Tuesday, March 25, 2008

Acceleration


Within a month of launching The Literary Brothel, Parker and I realized that there was no way were going to be able to write one piece a week all by ourselves without becoming more redundant than we already were...becoming. We immediately contacted everyone we knew who had an interest in literature or liked to talk. Luckily, my old friend Teddy likes to do both, and agreed to submit some pieces. Here's one of his best. -KV



ACCELERATION
by Teddy Nutmeg

"There's more to life than just increasing its speed." Said someone, I forget who.

Moving on, moving on, 30,000 feet somewhere over Indiana (or is it Kansas?--central time, anyway, what happened to eastern?) and she won't let me go. Its been two moons since Lara's exit stage left and her newly vacated niche in my soul can no longer be ignored - its angry voice gains strength like a semi down a steep grade, brakes out, driver asleep at the wheel.

Accelerating out of control, my life has a will of its own, busying itself with meetings and dinners and flights to locations unknown to the conscious mind. When I think for myself, all I can think about is her. No, that's not quite right. When I am myself, all I am is her, anymore.

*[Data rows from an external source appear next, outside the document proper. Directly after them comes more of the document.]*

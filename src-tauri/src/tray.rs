//! Tauri side of the status bar: the two tray icons, their context menu, timers and dialogs.
//!
//! Implements the controller's host traits on top of `tauri::tray::TrayIcon` and `AppHandle`.
//! Tauri has no pressed-image or highlight API for tray icons, so [`IconLook`] emulates both:
//! the pressed image is shown while the left button is held down and while highlight mode is
//! `Always`. Timer ticks are forwarded to the main thread so the controller only ever runs there.

use std::sync::{Arc, Mutex};
use std::time::Duration;

use tauri::image::Image;
use tauri::menu::{Menu, MenuItem, PredefinedMenuItem};
use tauri::tray::{MouseButton, MouseButtonState, TrayIcon, TrayIconBuilder, TrayIconEvent};
use tauri::{AppHandle, Manager, Runtime};
use tauri_plugin_dialog::{DialogExt, MessageDialogKind};
use thiserror::Error;
use tokio::time::{interval_at, Instant, MissedTickBehavior};
use tracing::{debug, warn};

use crate::assets::IconAsset;
use crate::config::{AppSettings, RightClickAction};
use crate::controller::{
    Bounds, HighlightMode, MessageKind, StatusIcon, TimerHandle, TimerKind, TrayHost,
};
use crate::tray_actions;

pub const MENU_TRAY_ID: &str = "menu";
pub const SPACER_TRAY_ID: &str = "spacer";
pub const LAUNCH_ON_STARTUP_ID: &str = "launch_on_startup";

#[derive(Debug, Error)]
pub enum TrayError {
    #[error("failed to decode {file}: {source}")]
    Decode {
        file: &'static str,
        #[source]
        source: tauri::Error,
    },
    #[error("Tauri error: {0}")]
    Tauri(#[from] tauri::Error),
}

/// Every bundled image, decoded once at startup.
pub struct IconSet {
    images: Vec<Image<'static>>,
}

impl IconSet {
    pub fn load() -> Result<Self, TrayError> {
        let images = IconAsset::ALL
            .iter()
            .map(|asset| {
                Image::from_bytes(asset.png_bytes()).map_err(|source| TrayError::Decode {
                    file: asset.file_name(),
                    source,
                })
            })
            .collect::<Result<Vec<_>, _>>()?;
        Ok(Self { images })
    }

    pub fn get(&self, asset: IconAsset) -> Image<'static> {
        self.images[asset.index()].clone()
    }
}

/// Image state of one tray icon, including the emulated pressed look.
#[derive(Debug, Default, Clone, Copy, PartialEq, Eq)]
struct IconLook {
    image: Option<IconAsset>,
    pressed: Option<IconAsset>,
    highlight: HighlightMode,
    held: bool,
}

impl IconLook {
    fn displayed(&self) -> Option<IconAsset> {
        if self.held || self.highlight == HighlightMode::Always {
            self.pressed.or(self.image)
        } else {
            self.image
        }
    }
}

fn apply_image<R: Runtime>(tray: &TrayIcon<R>, icons: &IconSet, asset: IconAsset) {
    if let Err(e) = tray.set_icon(Some(icons.get(asset))) {
        warn!(tray = tray.id().0.as_str(), file = asset.file_name(), error = %e, "Failed to set tray image");
        return;
    }
    if let Err(e) = tray.set_icon_as_template(asset.is_template()) {
        warn!(tray = tray.id().0.as_str(), error = %e, "Failed to set template flag");
    }
}

/// Mutates the look and redraws the icon if what it displays changed.
fn update_look<R: Runtime>(
    tray: &TrayIcon<R>,
    icons: &IconSet,
    look: &Mutex<IconLook>,
    change: impl FnOnce(&mut IconLook),
) {
    let redraw = {
        let Ok(mut look) = look.lock() else {
            warn!(tray = tray.id().0.as_str(), "Icon state lock poisoned");
            return;
        };
        let before = look.displayed();
        change(&mut look);
        let after = look.displayed();
        if before != after {
            after
        } else {
            None
        }
    };
    if let Some(asset) = redraw {
        apply_image(tray, icons, asset);
    }
}

pub struct TauriStatusIcon<R: Runtime> {
    tray: TrayIcon<R>,
    icons: Arc<IconSet>,
    look: Arc<Mutex<IconLook>>,
}

impl<R: Runtime> StatusIcon for TauriStatusIcon<R> {
    fn set_image(&self, image: IconAsset) {
        update_look(&self.tray, &self.icons, &self.look, |look| {
            look.image = Some(image)
        });
    }

    fn set_pressed_image(&self, image: IconAsset) {
        update_look(&self.tray, &self.icons, &self.look, |look| {
            look.pressed = Some(image)
        });
    }

    fn set_highlight_mode(&self, mode: HighlightMode) {
        update_look(&self.tray, &self.icons, &self.look, |look| {
            look.highlight = mode
        });
    }

    fn bounds(&self) -> Option<Bounds> {
        match self.tray.rect() {
            Ok(Some(rect)) => {
                let position = rect.position.to_physical::<f64>(1.0);
                let size = rect.size.to_physical::<f64>(1.0);
                Some(Bounds {
                    x: position.x,
                    y: position.y,
                    width: size.width,
                    height: size.height,
                })
            }
            Ok(None) => None,
            Err(e) => {
                warn!(tray = self.tray.id().0.as_str(), error = %e, "Failed to read tray bounds");
                None
            }
        }
    }
}

/// Recurring timer running on Tauri's async runtime. Cancelling aborts the task.
pub struct TauriTimer(tauri::async_runtime::JoinHandle<()>);

impl TimerHandle for TauriTimer {
    fn cancel(self) {
        self.0.abort();
    }
}

pub struct TauriHost<R: Runtime> {
    app: AppHandle<R>,
}

impl<R: Runtime> TauriHost<R> {
    pub fn new(app: AppHandle<R>) -> Self {
        Self { app }
    }
}

impl<R: Runtime> TrayHost for TauriHost<R> {
    type Icon = TauriStatusIcon<R>;
    type Timer = TauriTimer;

    fn start_timer(&self, kind: TimerKind, period: Duration) -> TauriTimer {
        let app = self.app.clone();
        TauriTimer(tauri::async_runtime::spawn(async move {
            let mut ticker = interval_at(Instant::now() + period, period);
            ticker.set_missed_tick_behavior(MissedTickBehavior::Delay);
            loop {
                ticker.tick().await;
                let handle = app.clone();
                if let Err(e) =
                    app.run_on_main_thread(move || tray_actions::handle_timer_tick(&handle, kind))
                {
                    warn!(?kind, error = %e, "Failed to dispatch timer tick, stopping timer");
                    break;
                }
            }
        }))
    }

    fn show_message(&self, kind: MessageKind, title: &str, message: &str) {
        let dialog_kind = match kind {
            MessageKind::Info => MessageDialogKind::Info,
            MessageKind::Error => MessageDialogKind::Error,
        };
        self.app
            .dialog()
            .message(message)
            .title(title)
            .kind(dialog_kind)
            .show(|_| {});
    }

    fn pop_up_context_menu(&self, icon: &TauriStatusIcon<R>) {
        // The menu is attached to the icon; macOS opens it on the same right-click.
        debug!(tray = icon.tray.id().0.as_str(), "Context menu presented");
    }

    fn quit(&self) {
        self.app.exit(0);
    }
}

/// Builds the toggle icon's context menu: Launch on Startup, separator, Quit.
pub fn build_context_menu<R: Runtime>(app: &impl Manager<R>) -> Result<Menu<R>, tauri::Error> {
    let launch_on_startup = MenuItem::with_id(
        app,
        LAUNCH_ON_STARTUP_ID,
        "Launch on Startup",
        true,
        None::<&str>,
    )?;
    let sep = PredefinedMenuItem::separator(app)?;
    let quit = PredefinedMenuItem::quit(app, Some("Quit"))?;
    Menu::with_items(app, &[&launch_on_startup, &sep, &quit])
}

fn build_status_icon<R: Runtime>(
    app: &AppHandle<R>,
    id: &'static str,
    initial: IconAsset,
    icons: &Arc<IconSet>,
    menu: Option<Menu<R>>,
) -> Result<TauriStatusIcon<R>, TrayError> {
    let look = Arc::new(Mutex::new(IconLook::default()));
    let press_look = Arc::clone(&look);
    let press_icons = Arc::clone(icons);

    let mut builder = TrayIconBuilder::with_id(id)
        .icon(icons.get(initial))
        .icon_as_template(initial.is_template())
        .show_menu_on_left_click(false)
        .on_tray_icon_event(move |tray, event| {
            if let TrayIconEvent::Click {
                button: MouseButton::Left,
                button_state,
                ..
            } = &event
            {
                let held = matches!(button_state, MouseButtonState::Down);
                update_look(tray, &press_icons, &press_look, |look| look.held = held);
            }
            tray_actions::handle_tray_icon_event(tray.app_handle(), id, event);
        });
    if let Some(menu) = menu {
        builder = builder
            .menu(&menu)
            .on_menu_event(|app, event| tray_actions::handle_tray_menu_event(app, event));
    }

    Ok(TauriStatusIcon {
        tray: builder.build(app)?,
        icons: Arc::clone(icons),
        look,
    })
}

pub struct TrayIcons<R: Runtime> {
    pub menu: TauriStatusIcon<R>,
    pub spacer: TauriStatusIcon<R>,
}

/// Creates the toggle icon, then the spacer. macOS places later items further left, which
/// leaves the toggle to the right of the spacer.
pub fn create_tray_icons<R: Runtime>(
    app: &AppHandle<R>,
    settings: &AppSettings,
) -> Result<TrayIcons<R>, TrayError> {
    let icons = Arc::new(IconSet::load()?);
    let menu = match settings.right_click {
        RightClickAction::ContextMenu => Some(build_context_menu(app)?),
        RightClickAction::Quit => None,
    };

    let menu = build_status_icon(app, MENU_TRAY_ID, IconAsset::Expand, &icons, menu)?;
    let spacer = build_status_icon(app, SPACER_TRAY_ID, IconAsset::SpacerMove, &icons, None)?;
    debug!("Tray icons created");
    Ok(TrayIcons { menu, spacer })
}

My hard boiled shell is cracking-I'm no Phillip Marlowe. The tough-guy mask I make in order to hide from myself is falling apart. That's the problem with paper mache and hasty resolutions; quick to make but quicker to crumble.

Moving on, we're on mountain time now, no, make that pacific, mountain was back there, pal, back when you had time to write some words on a digital tablet owned (like you) by the Great American Insurance Company.

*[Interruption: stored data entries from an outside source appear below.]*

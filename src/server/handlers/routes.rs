use std::sync::Arc;

use actix_web::web::Data;
use actix_web::{HttpRequest, HttpResponse};

use crate::api::nav::RouteInfo;
use crate::api::{ListResponse, Response};
use crate::auth_request;
use crate::server::context::ServerContext;
use crate::server::handlers::convert_response;

/// Lists the flattened private route registry. Diagnostic surface for
/// operators checking what the policy subtraction runs against.
pub async fn get_routes(req: HttpRequest, sc: Data<Arc<ServerContext>>) -> HttpResponse {
    let _session = auth_request!(sc.as_ref(), req);

    let items: Vec<RouteInfo> = sc
        .router
        .private_routes()
        .routes()
        .iter()
        .map(|route| route.info())
        .collect();
    let total = items.len() as u64;
    convert_response::<ListResponse<RouteInfo>>(Response::with_data(ListResponse { items, total }))
}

When she left, the great company had me across the country, limbs on puppet strings, dancing and singing for the man to get richer. I had a new career, a new gold card, a new haircut, new clothes and a new emptiness, but no time to grieve. I had no time to wade through dark loneliness and come out stronger. I sat in the darkness and made myself see only light. Just the new job, concentrate all on just the new job. Like a shipping box once you take out the contents, I had a million styrofoam concerns which falsely filled her place in my psyche, but insubstantial, mostly air, these just take up space, they can't occupy it.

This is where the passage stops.